>>>>>
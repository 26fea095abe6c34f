//! Result rendering for the CLI: yaml, json, or toon.
//!
//! Toon is the compact token-oriented form: nested keys indented two
//! spaces, list items dashed, scalars inline. It exists to keep agent
//! transcripts small; yaml/json are for humans and machines respectively.

use cortex_core::OutputFormat;
use serde::Serialize;

pub fn render<T: Serialize>(value: &T, format: OutputFormat) -> String {
    match format {
        OutputFormat::Json => {
            serde_json::to_string_pretty(value).unwrap_or_else(|e| format!("render error: {e}"))
        }
        OutputFormat::Yaml => {
            serde_yaml::to_string(value).unwrap_or_else(|e| format!("render error: {e}"))
        }
        OutputFormat::Toon => match serde_json::to_value(value) {
            Ok(v) => {
                let mut out = String::new();
                render_toon(&v, 0, &mut out);
                out
            }
            Err(e) => format!("render error: {e}"),
        },
    }
}

fn render_toon(value: &serde_json::Value, indent: usize, out: &mut String) {
    match value {
        serde_json::Value::Object(map) => {
            for (key, val) in map {
                pad(indent, out);
                out.push_str(key);
                out.push(':');
                if is_scalar(val) {
                    out.push(' ');
                    push_scalar(val, out);
                    out.push('\n');
                } else {
                    out.push('\n');
                    render_toon(val, indent + 1, out);
                }
            }
        }
        serde_json::Value::Array(items) => {
            if items.is_empty() {
                pad(indent, out);
                out.push_str("(none)\n");
                return;
            }
            for item in items {
                pad(indent, out);
                out.push('-');
                if is_scalar(item) {
                    out.push(' ');
                    push_scalar(item, out);
                    out.push('\n');
                } else {
                    out.push('\n');
                    render_toon(item, indent + 1, out);
                }
            }
        }
        scalar => {
            pad(indent, out);
            push_scalar(scalar, out);
            out.push('\n');
        }
    }
}

fn is_scalar(value: &serde_json::Value) -> bool {
    !matches!(value, serde_json::Value::Object(_) | serde_json::Value::Array(_))
}

fn push_scalar(value: &serde_json::Value, out: &mut String) {
    match value {
        serde_json::Value::String(s) => out.push_str(s),
        other => out.push_str(&other.to_string()),
    }
}

fn pad(indent: usize, out: &mut String) {
    for _ in 0..indent {
        out.push_str("  ");
    }
}

#[cfg(test)]
mod tests {
    use super::*;
    use serde_json::json;

    #[test]
    fn toon_renders_nested_structures() {
        let value = json!({
            "path": "a/b",
            "count": 2,
            "memories": [
                { "path": "a/b/x", "tokenEstimate": 4 },
                { "path": "a/b/y", "tokenEstimate": 1 }
            ],
            "tags": ["one", "two"],
            "empty": []
        });
        let out = render(&value, OutputFormat::Toon);
        // serde_json maps iterate in sorted key order.
        let expected = "\
count: 2
empty:
  (none)
memories:
  -
    path: a/b/x
    tokenEstimate: 4
  -
    path: a/b/y
    tokenEstimate: 1
path: a/b
tags:
  - one
  - two
";
        assert_eq!(out, expected);
    }

    #[test]
    fn json_and_yaml_render() {
        let value = json!({ "a": 1 });
        assert!(render(&value, OutputFormat::Json).contains("\"a\": 1"));
        assert!(render(&value, OutputFormat::Yaml).contains("a: 1"));
    }
}
// ---------------------------------------------------------------------------
// Error reporting and exit codes
// ---------------------------------------------------------------------------

/// Exit-code families: invalid argument 2, not found 3, storage 4, config 5.
fn exit_code(code: &str) -> i32 {
    match code {
        "INVALID_PATH" | "INVALID_INPUT" | "ROOT_CATEGORY_NOT_ALLOWED" | "CATEGORY_PROTECTED"
        | "CATEGORY_MODE_VIOLATION" => 2,
        "MEMORY_NOT_FOUND" | "CATEGORY_NOT_FOUND" | "STORE_NOT_FOUND" | "DESTINATION_EXISTS"
        | "MEMORY_EXPIRED" => 3,
        "STORAGE_ERROR" | "NOT_FOUND" | "ALREADY_EXISTS" | "IO_READ" | "IO_WRITE"
        | "INDEX_ERROR" | "INVALID_STATE" => 4,
        "CONFIG_NOT_FOUND" | "CONFIG_PARSE_FAILED" | "CONFIG_VALIDATION_FAILED"
        | "INVALID_STORE_PATH" => 5,
        _ => 1,
    }
}

fn fail(code: &str, err: &dyn std::error::Error) -> i32 {
    let mut message = err.to_string();
    let mut cause = err.source();
    while let Some(e) = cause {
        message.push_str(&format!(": {e}"));
        cause = e.source();
    }
    eprintln!("error[{code}]: {message}");
    exit_code(code)
}

fn fail_message(code: &str, message: &str) -> i32 {
    eprintln!("error[{code}]: {message}");
    exit_code(code)
}

// ---------------------------------------------------------------------------
// Entry point
// ---------------------------------------------------------------------------

fn main() {
    tracing_subscriber::fmt()
        .with_env_filter(
            tracing_subscriber::EnvFilter::from_default_env()
                .add_directive("cortex=warn".parse().unwrap()),
        )
        .with_target(false)
        .init();

    let cli = Cli::parse();
    std::process::exit(run(cli));
}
<<<<<
What to produce:
Copy the lines above that hold the word "Serialize".

Answer to the problem:
use serde::Serialize;
pub fn render<T: Serialize>(value: &T, format: OutputFormat) -> String {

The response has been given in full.